» Exercise aim: Work out how many lines in the entries contain the string "workflow", and give nothing but that number.

» Available data:
______________________________

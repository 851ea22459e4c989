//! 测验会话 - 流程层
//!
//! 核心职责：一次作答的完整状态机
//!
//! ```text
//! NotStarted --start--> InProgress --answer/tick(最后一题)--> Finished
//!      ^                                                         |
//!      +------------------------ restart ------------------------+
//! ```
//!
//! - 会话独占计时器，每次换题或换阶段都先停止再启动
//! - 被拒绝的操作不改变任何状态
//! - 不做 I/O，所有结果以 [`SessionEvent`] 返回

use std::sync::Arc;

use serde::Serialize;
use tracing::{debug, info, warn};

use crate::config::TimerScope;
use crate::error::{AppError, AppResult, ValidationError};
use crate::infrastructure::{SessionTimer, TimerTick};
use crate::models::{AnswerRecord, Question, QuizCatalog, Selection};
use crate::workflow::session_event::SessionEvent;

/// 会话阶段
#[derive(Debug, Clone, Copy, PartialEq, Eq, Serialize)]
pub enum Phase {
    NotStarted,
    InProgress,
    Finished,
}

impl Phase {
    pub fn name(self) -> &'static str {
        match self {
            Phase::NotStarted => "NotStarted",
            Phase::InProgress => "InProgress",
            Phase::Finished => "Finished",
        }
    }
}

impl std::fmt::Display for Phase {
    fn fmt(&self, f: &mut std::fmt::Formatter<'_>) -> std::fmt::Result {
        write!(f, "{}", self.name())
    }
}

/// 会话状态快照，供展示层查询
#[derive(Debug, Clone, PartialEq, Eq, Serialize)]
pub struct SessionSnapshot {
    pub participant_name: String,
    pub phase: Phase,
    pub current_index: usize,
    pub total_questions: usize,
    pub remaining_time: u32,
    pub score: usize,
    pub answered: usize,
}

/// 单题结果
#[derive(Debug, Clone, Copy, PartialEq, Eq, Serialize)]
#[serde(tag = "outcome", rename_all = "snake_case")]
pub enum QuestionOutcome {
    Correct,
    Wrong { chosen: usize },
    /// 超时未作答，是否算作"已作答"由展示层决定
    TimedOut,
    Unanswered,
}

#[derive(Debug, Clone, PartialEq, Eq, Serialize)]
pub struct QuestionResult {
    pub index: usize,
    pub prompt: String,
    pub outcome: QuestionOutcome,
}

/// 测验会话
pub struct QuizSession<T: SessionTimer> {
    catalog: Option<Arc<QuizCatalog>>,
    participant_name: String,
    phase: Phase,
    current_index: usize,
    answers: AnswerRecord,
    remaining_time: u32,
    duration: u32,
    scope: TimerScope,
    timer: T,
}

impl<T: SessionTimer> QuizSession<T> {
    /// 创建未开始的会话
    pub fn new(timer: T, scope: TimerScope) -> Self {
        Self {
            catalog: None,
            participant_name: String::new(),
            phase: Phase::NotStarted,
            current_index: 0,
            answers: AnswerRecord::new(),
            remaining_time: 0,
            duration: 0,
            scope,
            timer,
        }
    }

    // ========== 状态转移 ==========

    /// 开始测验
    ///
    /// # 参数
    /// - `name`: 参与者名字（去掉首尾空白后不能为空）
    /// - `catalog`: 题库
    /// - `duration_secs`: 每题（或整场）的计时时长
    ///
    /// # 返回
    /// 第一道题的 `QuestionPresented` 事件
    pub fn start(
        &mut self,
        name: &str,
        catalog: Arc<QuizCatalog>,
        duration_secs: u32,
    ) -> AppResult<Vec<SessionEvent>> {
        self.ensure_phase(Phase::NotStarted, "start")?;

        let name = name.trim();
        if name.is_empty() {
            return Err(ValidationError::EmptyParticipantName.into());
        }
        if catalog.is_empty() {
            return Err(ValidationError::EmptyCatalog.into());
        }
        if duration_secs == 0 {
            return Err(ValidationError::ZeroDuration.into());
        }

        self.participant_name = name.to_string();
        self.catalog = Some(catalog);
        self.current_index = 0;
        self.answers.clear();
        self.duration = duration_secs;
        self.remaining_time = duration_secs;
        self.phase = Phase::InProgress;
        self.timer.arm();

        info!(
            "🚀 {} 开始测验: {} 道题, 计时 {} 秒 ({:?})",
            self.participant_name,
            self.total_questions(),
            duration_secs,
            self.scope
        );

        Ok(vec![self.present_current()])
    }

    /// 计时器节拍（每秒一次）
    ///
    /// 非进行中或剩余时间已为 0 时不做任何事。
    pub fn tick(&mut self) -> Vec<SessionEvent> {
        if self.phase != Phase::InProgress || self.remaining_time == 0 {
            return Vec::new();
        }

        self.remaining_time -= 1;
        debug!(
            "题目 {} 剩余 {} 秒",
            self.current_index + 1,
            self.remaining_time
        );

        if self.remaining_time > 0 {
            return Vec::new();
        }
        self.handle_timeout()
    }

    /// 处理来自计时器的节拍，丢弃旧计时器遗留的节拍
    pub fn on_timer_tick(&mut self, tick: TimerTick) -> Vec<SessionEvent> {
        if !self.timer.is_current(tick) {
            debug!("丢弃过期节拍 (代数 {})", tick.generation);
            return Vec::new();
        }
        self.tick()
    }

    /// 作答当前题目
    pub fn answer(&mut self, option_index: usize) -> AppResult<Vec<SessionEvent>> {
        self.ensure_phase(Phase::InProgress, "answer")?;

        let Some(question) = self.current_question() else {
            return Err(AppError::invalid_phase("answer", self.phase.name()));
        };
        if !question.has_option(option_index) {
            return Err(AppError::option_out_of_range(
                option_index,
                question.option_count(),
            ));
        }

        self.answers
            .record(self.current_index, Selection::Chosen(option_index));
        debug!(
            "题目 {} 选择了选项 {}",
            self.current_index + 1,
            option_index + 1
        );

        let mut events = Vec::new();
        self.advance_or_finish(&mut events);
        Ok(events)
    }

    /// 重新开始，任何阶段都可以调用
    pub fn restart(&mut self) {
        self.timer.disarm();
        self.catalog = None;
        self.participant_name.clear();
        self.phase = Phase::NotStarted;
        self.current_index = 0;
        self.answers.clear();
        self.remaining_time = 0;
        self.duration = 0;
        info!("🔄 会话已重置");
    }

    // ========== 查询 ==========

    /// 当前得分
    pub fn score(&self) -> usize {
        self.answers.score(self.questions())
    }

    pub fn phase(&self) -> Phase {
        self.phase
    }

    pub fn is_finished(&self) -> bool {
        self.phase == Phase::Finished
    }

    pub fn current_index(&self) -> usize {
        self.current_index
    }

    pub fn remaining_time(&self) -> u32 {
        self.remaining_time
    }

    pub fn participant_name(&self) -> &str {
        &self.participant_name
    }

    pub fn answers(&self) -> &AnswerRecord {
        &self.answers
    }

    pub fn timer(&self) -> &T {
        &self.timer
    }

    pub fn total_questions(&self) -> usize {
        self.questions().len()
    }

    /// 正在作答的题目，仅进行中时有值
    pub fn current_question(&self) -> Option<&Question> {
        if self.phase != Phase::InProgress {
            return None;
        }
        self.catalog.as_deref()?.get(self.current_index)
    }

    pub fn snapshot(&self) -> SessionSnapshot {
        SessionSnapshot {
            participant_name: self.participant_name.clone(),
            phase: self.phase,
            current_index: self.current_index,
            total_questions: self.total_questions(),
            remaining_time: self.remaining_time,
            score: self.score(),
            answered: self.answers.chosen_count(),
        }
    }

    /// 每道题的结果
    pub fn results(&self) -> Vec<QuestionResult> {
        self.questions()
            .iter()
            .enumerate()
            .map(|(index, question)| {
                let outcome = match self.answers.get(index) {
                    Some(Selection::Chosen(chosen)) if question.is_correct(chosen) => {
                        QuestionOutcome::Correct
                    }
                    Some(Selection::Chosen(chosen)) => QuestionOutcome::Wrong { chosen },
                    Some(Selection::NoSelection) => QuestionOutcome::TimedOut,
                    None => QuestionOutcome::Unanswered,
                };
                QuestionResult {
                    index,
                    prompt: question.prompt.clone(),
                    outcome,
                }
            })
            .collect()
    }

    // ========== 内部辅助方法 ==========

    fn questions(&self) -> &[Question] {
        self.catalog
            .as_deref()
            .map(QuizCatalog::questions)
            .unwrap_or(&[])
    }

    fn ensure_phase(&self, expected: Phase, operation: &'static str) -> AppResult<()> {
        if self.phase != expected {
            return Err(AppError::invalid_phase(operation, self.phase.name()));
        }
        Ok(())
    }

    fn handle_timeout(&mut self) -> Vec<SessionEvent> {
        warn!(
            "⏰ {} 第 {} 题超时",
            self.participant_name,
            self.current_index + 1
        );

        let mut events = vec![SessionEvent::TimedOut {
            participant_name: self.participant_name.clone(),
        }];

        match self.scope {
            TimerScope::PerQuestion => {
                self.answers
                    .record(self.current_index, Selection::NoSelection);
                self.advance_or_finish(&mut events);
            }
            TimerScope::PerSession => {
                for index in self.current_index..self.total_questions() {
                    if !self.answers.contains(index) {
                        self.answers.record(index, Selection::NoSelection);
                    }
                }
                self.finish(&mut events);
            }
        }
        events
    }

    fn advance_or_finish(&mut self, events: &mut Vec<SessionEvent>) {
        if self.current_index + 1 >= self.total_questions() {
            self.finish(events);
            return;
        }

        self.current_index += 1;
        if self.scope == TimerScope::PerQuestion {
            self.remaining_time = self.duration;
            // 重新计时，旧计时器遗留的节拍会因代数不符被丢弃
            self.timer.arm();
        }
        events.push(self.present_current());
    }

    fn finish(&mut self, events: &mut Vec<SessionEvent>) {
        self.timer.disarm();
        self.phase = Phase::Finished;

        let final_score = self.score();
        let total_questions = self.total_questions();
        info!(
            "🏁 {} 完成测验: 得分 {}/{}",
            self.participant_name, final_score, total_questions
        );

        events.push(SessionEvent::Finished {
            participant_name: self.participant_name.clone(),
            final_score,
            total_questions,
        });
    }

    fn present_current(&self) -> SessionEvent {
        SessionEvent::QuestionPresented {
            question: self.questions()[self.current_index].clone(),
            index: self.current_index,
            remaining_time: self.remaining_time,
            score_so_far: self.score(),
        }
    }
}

______________________________

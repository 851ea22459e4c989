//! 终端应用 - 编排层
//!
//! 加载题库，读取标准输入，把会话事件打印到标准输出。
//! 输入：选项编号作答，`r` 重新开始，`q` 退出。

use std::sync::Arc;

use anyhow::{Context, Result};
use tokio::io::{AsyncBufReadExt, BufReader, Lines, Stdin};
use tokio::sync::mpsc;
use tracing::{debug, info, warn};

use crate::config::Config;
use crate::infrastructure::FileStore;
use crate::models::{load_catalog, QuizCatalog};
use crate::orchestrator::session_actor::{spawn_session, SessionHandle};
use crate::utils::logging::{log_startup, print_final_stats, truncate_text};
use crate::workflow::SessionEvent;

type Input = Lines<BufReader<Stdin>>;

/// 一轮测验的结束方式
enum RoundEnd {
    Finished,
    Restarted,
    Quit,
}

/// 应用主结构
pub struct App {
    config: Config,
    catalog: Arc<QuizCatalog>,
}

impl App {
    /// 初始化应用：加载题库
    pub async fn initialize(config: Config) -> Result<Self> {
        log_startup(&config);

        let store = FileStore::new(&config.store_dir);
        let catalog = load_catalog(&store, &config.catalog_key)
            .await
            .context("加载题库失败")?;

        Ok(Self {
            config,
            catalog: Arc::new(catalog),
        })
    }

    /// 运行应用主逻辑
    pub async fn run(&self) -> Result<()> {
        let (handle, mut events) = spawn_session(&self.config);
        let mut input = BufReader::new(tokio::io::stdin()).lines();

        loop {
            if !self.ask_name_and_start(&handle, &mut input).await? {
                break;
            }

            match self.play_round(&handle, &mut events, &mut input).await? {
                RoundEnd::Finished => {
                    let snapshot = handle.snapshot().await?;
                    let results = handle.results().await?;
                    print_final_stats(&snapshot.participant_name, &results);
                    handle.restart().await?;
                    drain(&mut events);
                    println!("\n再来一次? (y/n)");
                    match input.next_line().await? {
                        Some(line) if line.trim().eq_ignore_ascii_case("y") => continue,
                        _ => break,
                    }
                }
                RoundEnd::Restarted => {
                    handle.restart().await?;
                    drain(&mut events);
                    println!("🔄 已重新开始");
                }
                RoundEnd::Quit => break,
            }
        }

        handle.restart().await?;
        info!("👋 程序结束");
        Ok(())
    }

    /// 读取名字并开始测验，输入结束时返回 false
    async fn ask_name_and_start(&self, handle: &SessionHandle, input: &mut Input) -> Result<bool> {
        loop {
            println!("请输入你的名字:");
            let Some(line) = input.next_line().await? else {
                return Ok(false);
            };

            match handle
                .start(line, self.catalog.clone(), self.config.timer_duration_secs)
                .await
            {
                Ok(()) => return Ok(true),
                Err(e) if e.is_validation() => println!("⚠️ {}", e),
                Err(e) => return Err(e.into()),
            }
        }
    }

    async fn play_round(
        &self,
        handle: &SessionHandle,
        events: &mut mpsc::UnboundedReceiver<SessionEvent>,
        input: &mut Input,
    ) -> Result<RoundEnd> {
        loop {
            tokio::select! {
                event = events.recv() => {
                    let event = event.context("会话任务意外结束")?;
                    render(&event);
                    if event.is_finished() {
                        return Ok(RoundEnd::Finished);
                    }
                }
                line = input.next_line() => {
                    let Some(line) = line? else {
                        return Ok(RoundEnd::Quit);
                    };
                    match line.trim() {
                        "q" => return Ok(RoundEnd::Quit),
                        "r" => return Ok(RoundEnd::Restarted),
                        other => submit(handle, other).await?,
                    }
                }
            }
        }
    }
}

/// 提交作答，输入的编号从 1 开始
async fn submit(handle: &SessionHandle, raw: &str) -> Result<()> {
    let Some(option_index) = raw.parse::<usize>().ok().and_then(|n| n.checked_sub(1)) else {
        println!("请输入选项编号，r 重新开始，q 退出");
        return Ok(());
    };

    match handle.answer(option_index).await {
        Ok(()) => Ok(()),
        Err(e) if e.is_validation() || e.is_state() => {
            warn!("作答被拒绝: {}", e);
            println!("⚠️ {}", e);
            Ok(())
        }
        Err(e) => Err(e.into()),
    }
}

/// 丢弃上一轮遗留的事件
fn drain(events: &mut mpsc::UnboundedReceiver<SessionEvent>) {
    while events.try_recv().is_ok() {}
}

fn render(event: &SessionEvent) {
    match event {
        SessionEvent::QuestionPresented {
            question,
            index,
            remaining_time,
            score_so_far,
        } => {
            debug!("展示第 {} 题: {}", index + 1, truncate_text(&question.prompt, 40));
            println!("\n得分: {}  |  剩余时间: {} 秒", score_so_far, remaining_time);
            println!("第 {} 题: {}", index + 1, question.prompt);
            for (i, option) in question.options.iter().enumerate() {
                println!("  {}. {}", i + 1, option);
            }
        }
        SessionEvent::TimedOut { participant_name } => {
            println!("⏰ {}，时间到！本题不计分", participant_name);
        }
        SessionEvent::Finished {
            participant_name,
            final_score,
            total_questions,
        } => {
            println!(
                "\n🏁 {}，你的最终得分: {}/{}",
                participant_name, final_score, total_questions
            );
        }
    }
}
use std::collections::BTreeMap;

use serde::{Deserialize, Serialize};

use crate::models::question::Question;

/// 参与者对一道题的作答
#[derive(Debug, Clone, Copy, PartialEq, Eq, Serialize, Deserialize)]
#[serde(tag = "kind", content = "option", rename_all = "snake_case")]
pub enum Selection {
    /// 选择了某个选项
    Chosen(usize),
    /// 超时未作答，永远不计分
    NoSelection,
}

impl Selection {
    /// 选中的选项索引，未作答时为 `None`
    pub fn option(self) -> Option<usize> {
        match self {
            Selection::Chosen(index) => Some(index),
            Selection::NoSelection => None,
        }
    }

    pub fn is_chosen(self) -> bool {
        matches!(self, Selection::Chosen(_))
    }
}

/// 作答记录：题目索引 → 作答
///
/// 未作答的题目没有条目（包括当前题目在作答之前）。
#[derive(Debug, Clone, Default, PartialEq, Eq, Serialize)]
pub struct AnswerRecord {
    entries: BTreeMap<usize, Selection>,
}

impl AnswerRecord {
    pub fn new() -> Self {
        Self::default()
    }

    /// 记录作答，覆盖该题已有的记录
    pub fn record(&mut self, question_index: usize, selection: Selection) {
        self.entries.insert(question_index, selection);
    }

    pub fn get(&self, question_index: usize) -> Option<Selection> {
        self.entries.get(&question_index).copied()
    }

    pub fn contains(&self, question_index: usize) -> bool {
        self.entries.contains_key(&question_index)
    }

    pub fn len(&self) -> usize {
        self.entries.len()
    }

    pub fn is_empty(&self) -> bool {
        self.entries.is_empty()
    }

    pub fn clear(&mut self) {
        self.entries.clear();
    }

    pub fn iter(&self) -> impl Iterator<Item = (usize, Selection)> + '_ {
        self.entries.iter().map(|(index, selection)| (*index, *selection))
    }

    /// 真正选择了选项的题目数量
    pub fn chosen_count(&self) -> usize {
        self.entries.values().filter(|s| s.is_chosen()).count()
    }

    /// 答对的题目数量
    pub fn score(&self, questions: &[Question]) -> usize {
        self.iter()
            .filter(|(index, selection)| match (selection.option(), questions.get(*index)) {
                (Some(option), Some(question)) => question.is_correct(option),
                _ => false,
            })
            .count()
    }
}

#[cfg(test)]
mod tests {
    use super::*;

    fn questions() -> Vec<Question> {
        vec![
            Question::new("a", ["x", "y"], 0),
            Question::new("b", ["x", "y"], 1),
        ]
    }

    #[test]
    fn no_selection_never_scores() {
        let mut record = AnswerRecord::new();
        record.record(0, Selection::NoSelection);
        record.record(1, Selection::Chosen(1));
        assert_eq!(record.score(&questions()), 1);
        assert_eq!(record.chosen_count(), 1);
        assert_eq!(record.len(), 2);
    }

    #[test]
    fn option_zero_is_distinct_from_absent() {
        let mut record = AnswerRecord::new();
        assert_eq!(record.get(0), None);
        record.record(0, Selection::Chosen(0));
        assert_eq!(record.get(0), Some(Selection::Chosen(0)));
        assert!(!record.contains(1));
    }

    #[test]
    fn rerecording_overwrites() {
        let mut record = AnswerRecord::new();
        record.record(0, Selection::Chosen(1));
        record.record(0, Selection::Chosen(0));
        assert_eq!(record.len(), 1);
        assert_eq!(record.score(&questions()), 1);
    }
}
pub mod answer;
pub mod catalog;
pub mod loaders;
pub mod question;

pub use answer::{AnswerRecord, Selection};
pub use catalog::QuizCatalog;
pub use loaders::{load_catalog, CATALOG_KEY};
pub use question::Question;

______________________________

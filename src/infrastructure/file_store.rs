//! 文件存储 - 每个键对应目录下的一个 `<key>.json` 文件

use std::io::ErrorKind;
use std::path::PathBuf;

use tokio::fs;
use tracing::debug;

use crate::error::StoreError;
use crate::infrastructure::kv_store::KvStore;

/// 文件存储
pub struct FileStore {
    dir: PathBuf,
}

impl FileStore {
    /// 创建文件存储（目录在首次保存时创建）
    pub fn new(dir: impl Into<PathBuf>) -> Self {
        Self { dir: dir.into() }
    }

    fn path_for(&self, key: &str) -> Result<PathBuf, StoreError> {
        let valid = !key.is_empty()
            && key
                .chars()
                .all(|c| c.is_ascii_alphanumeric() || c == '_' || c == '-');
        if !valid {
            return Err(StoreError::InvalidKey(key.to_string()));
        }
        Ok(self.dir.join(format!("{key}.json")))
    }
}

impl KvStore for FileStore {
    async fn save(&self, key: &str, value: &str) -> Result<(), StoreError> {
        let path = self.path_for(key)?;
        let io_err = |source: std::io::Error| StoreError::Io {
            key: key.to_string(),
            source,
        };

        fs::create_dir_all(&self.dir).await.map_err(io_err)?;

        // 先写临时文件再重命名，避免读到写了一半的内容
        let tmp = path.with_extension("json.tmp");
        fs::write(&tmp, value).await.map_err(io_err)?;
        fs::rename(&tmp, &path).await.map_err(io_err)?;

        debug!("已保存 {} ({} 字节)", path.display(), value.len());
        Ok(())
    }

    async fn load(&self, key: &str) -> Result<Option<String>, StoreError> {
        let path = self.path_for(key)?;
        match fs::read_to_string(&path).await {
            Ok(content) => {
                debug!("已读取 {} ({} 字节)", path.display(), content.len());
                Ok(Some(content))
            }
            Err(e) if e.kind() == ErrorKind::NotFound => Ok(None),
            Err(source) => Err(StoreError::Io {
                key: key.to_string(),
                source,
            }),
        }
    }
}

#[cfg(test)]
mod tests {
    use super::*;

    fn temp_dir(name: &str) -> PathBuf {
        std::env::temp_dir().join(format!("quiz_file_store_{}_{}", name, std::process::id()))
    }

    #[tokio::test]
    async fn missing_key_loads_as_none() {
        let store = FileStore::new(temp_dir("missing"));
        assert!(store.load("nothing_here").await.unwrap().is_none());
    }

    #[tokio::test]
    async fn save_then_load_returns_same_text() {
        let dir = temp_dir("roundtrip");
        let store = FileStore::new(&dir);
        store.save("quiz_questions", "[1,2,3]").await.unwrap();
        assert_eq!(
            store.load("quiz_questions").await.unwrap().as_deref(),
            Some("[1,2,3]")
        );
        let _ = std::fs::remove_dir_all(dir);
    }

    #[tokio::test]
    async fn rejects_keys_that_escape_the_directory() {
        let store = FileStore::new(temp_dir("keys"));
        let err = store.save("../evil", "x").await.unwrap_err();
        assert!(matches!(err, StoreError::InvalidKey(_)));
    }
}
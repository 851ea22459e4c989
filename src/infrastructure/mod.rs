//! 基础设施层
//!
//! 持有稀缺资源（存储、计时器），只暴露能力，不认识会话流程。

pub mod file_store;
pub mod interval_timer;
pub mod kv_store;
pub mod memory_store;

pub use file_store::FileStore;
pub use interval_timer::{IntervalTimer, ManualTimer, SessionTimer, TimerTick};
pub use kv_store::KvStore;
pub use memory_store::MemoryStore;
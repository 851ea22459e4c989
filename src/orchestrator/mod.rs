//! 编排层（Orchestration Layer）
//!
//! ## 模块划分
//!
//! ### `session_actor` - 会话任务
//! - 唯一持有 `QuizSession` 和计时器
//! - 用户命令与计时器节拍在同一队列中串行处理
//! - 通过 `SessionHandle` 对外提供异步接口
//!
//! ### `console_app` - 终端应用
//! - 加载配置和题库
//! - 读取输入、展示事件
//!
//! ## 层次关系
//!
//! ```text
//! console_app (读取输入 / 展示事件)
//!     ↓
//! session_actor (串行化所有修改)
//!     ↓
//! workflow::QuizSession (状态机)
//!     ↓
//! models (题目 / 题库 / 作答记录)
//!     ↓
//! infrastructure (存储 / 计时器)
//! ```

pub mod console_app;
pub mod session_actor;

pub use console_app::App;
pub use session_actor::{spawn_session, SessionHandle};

______________________________

» Solution to this task: 3